*Data for analysis*
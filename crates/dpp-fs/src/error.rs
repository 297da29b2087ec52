//! Error types for dpp-fs

use std::path::PathBuf;

/// Result type for dpp-fs operations
pub type Result<T> = std::result::Result<T, Error>;

/// Errors that can occur in dpp-fs operations
#[derive(Debug, thiserror::Error)]
pub enum Error {
    #[error("I/O error at {path}: {source}")]
    Io {
        path: PathBuf,
        #[source]
        source: std::io::Error,
    },

    #[error("Lock acquisition failed for {path}")]
    LockFailed { path: PathBuf },

    #[error("Blocking filesystem task for {path} did not complete: {message}")]
    Task { path: PathBuf, message: String },
}

impl Error {
    pub fn io(path: impl Into<PathBuf>, source: std::io::Error) -> Self {
        Self::Io {
            path: path.into(),
            source,
        }
    }
}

*Problem*
Reproduce the records above in full, without altering a single character.

*Answer for this exercise*
filename crates/dpp-fs/src/error.rs
repository 297da29b2087ec52
//! Error types for dpp-fs

use std::path::PathBuf;

/// Result type for dpp-fs operations
pub type Result<T> = std::result::Result<T, Error>;

/// Errors that can occur in dpp-fs operations
#[derive(Debug, thiserror::Error)]
pub enum Error {
    #[error("I/O error at {path}: {source}")]
    Io {
        path: PathBuf,
        #[source]
        source: std::io::Error,
    },

    #[error("Lock acquisition failed for {path}")]
    LockFailed { path: PathBuf },

    #[error("Blocking filesystem task for {path} did not complete: {message}")]
    Task { path: PathBuf, message: String },
}

impl Error {
    pub fn io(path: impl Into<PathBuf>, source: std::io::Error) -> Self {
        Self::Io {
            path: path.into(),
            source,
        }
    }
}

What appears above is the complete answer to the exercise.